Urban pastoral: The borderlands of Wormwood Scrubs. Photo: Alexis Self

There are millions of miles of Montessori walls filled with quotations about the virtues of sharing. But you don’t want to get to your favourite restaurant and find you have to wait for a table. In the stifling urban environment it’s only natural to crave a no man’s land. This is how I feel about Wormwood Scrubs. I’ll extol its life giving benefits to all I meet, but I hope they won’t be so inspired when I go for a Sunday morning stroll. Luckily for me, a large part of the Scrubs’ charm derives from its unconventional beauty — like an obstreperous puppy, it has to earn your affection. Those unwilling to look beyond skin-deep might find its two hundred acres of rough, uneven ground too bleak for a picnic; while the lack of any retail opportunity probably renders it pointless to visitors from afar.

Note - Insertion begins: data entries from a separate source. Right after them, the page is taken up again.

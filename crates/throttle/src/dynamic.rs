//! Type-erased throttle for callbacks bound at runtime
//!
//! [`AnyThrottle`] carries items as `Box<dyn Any + Send>` and checks each one
//! against the element type fixed at construction, so a mismatched item is
//! rejected at the `add` call site instead of surfacing at delivery time.

use crate::config::ThrottleConfig;
use crate::dispatch::ThreadDispatcher;
use crate::error::ThrottleError;
use crate::handle::GroupThrottle;
use crate::Result;
use std::any::{type_name, Any, TypeId};
use std::sync::Arc;
use std::time::Duration;

/// An item with its concrete type erased
pub type ErasedItem = Box<dyn Any + Send>;

/// A callback receiving erased items of a single element type
pub type ErasedCallback = Arc<dyn Fn(Vec<ErasedItem>) + Send + Sync>;

/// Concrete type every item of a dynamic throttle must have
#[derive(Debug, Clone, Copy, PartialEq, Eq)]
pub struct ElementType {
    id: TypeId,
    name: &'static str,
}

impl ElementType {
    pub fn of<T: Any>() -> Self {
        Self {
            id: TypeId::of::<T>(),
            name: type_name::<T>(),
        }
    }

    pub fn name(&self) -> &'static str {
        self.name
    }

    pub fn matches(&self, value: &dyn Any) -> bool {
        value.type_id() == self.id
    }
}

/// Kind of a single callback parameter
#[derive(Debug, Clone, Copy, PartialEq, Eq)]
pub enum ParamKind {
    /// A homogeneous sequence of `ElementType` values
    Sequence(ElementType),
    /// A lone value
    Single(ElementType),
}

/// Runtime description of the value a dynamic binding wants to call
#[derive(Debug, Clone, PartialEq, Eq)]
pub enum CallbackShape {
    /// Not invocable at all
    Value,
    /// Invocable with these parameters
    Function(Vec<ParamKind>),
}

impl CallbackShape {
    /// Element type of the batch the callback accepts
    ///
    /// The callback must take exactly one parameter, and that parameter must
    /// be a sequence.
    pub fn element_type(&self) -> Result<ElementType> {
        match self {
            CallbackShape::Value => Err(ThrottleError::NotCallable),
            CallbackShape::Function(params) if params.len() != 1 => {
                Err(ThrottleError::ParamCount(params.len()))
            }
            CallbackShape::Function(params) => match params[0] {
                ParamKind::Sequence(element) => Ok(element),
                ParamKind::Single(_) => Err(ThrottleError::ParamType),
            },
        }
    }
}

/// [`GroupThrottle`] over erased items with per-add type validation
#[derive(Debug)]
pub struct AnyThrottle {
    inner: GroupThrottle<ErasedItem>,
    element: ElementType,
}

impl AnyThrottle {
    /// Bind a typed callback; items added later must be `T`
    pub fn new<T, F>(callback: F, delay: Duration) -> Result<Self>
    where
        T: Any + Send,
        F: Fn(Vec<T>) + Send + Sync + 'static,
    {
        let erased: ErasedCallback = Arc::new(move |items: Vec<ErasedItem>| {
            // Every item was checked against T on add
            let typed = items
                .into_iter()
                .filter_map(|item| item.downcast::<T>().ok())
                .map(|item| *item)
                .collect();
            callback(typed);
        });

        Ok(Self {
            inner: GroupThrottle::with_dispatcher(ThreadDispatcher::from_callback(erased), delay)?,
            element: ElementType::of::<T>(),
        })
    }

    /// Bind an erased callback described by `shape`
    ///
    /// Fails with [`ThrottleError::NotCallable`], [`ThrottleError::ParamCount`]
    /// or [`ThrottleError::ParamType`] when the shape cannot accept a batch.
    pub fn from_shape(
        shape: &CallbackShape,
        callback: ErasedCallback,
        config: &ThrottleConfig,
    ) -> Result<Self> {
        let element = shape.element_type()?;
        Ok(Self {
            inner: GroupThrottle::from_shared(callback, config)?,
            element,
        })
    }

    /// Queue `item` under `key` if it has the bound element type
    ///
    /// A mismatched item fails with [`ThrottleError::InvalidType`] and leaves
    /// the pending set untouched.
    pub fn add<V: Any + Send>(&self, key: impl Into<String>, item: V) -> Result<()> {
        if TypeId::of::<V>() != self.element.id {
            return Err(ThrottleError::InvalidType {
                expected: self.element.name,
                found: type_name::<V>(),
            });
        }
        self.inner.add(key, Box::new(item))
    }

    /// Queue an already erased item if its concrete type matches
    pub fn add_erased(&self, key: impl Into<String>, item: ErasedItem) -> Result<()> {
        if !self.element.matches(item.as_ref()) {
            return Err(ThrottleError::InvalidType {
                expected: self.element.name,
                found: "dyn Any",
            });
        }
        self.inner.add(key, item)
    }

    pub fn remove(&self, key: &str) -> Result<()> {
        self.inner.remove(key)
    }

    pub fn flush(&self) -> Result<()> {
        self.inner.flush()
    }

    pub fn close(&self) {
        self.inner.close()
    }

    pub fn element_type(&self) -> ElementType {
        self.element
    }
}

#[cfg(test)]
mod tests {
    use super::*;
    use crossbeam_channel::unbounded;

    #[test]
    fn test_shape_validation() {
        let strings = ElementType::of::<String>();

        assert!(matches!(
            CallbackShape::Value.element_type(),
            Err(ThrottleError::NotCallable)
        ));
        assert!(matches!(
            CallbackShape::Function(vec![]).element_type(),
            Err(ThrottleError::ParamCount(0))
        ));
        assert!(matches!(
            CallbackShape::Function(vec![ParamKind::Sequence(strings), ParamKind::Sequence(strings)])
                .element_type(),
            Err(ThrottleError::ParamCount(2))
        ));
        assert!(matches!(
            CallbackShape::Function(vec![ParamKind::Single(strings)]).element_type(),
            Err(ThrottleError::ParamType)
        ));
        assert_eq!(
            CallbackShape::Function(vec![ParamKind::Sequence(strings)])
                .element_type()
                .unwrap(),
            strings
        );
    }

    #[test]
    fn test_add_rejects_wrong_type() {
        let throttle = AnyThrottle::new(|_: Vec<String>| {}, Duration::from_secs(60)).unwrap();
        let err = throttle.add("key1", 42i32).unwrap_err();
        match err {
            ThrottleError::InvalidType { expected, found } => {
                assert_eq!(expected, type_name::<String>());
                assert_eq!(found, "i32");
            }
            other => panic!("unexpected error: {other}"),
        }
    }

    #[test]
    fn test_rejected_item_does_not_reach_batch() {
        let (tx, rx) = unbounded();
        let throttle = AnyThrottle::new(
            move |items: Vec<String>| {
                tx.send(items).unwrap();
            },
            Duration::from_secs(60),
        )
        .unwrap();

        throttle.add("key1", "value1".to_string()).unwrap();
        assert!(throttle.add("key2", 7u64).is_err());
        assert!(throttle.add_erased("key3", Box::new(1.5f64)).is_err());
        throttle.flush().unwrap();

        let items = rx.recv_timeout(Duration::from_secs(1)).unwrap();
        assert_eq!(items, vec!["value1".to_string()]);
    }

    #[test]
    fn test_add_erased_accepts_matching_type() {
        let (tx, rx) = unbounded();
        let throttle = AnyThrottle::new(
            move |items: Vec<u32>| {
                tx.send(items).unwrap();
            },
            Duration::from_secs(60),
        )
        .unwrap();

        throttle.add_erased("k", Box::new(5u32)).unwrap();
        throttle.flush().unwrap();
        assert_eq!(rx.recv_timeout(Duration::from_secs(1)).unwrap(), vec![5]);
    }

    #[test]
    fn test_from_shape_delivers_erased_items() {
        let (tx, rx) = unbounded();
        let callback: ErasedCallback = Arc::new(move |items: Vec<ErasedItem>| {
            tx.send(items.len()).unwrap();
        });
        let shape = CallbackShape::Function(vec![ParamKind::Sequence(ElementType::of::<u8>())]);
        let throttle = AnyThrottle::from_shape(&shape, callback, &ThrottleConfig::default()).unwrap();

        assert_eq!(throttle.element_type().name(), "u8");
        throttle.add("a", 1u8).unwrap();
        throttle.add("b", 2u8).unwrap();
        throttle.flush().unwrap();
        assert_eq!(rx.recv_timeout(Duration::from_secs(1)).unwrap(), 2);
    }

    #[test]
    fn test_from_shape_rejects_bad_shape() {
        let callback: ErasedCallback = Arc::new(|_: Vec<ErasedItem>| {});
        let result = AnyThrottle::from_shape(&CallbackShape::Value, callback, &ThrottleConfig::default());
        assert!(matches!(result, Err(ThrottleError::NotCallable)));
    }
}
//! CLI command implementations

pub mod config;
pub mod run;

The 1879 Wormwood Scrubs Act legislated for its “perpetual use… by the inhabitants of the metropolis for exercise and recreation.” But that temple to consumerism Westfield, just down the road, is where more Londoners go for such things. On weekend mornings, the Scrubs is a panoply of wholesome endeavour: football, rugby and hurling in the winter; softball, kite and model aeroplane flying in the summer. At all other times it is near-deserted, save for scattered formations of dog-walkers, who dutifully patrol its perimeter year-round. Its utilitarian pretensions seem apt, since the Scrubs was originally intended as a military exercise ground close to the city. The army’s green jackets have long since been replaced by those of parakeets, which conduct intricate twilight manoeuvres during summertime.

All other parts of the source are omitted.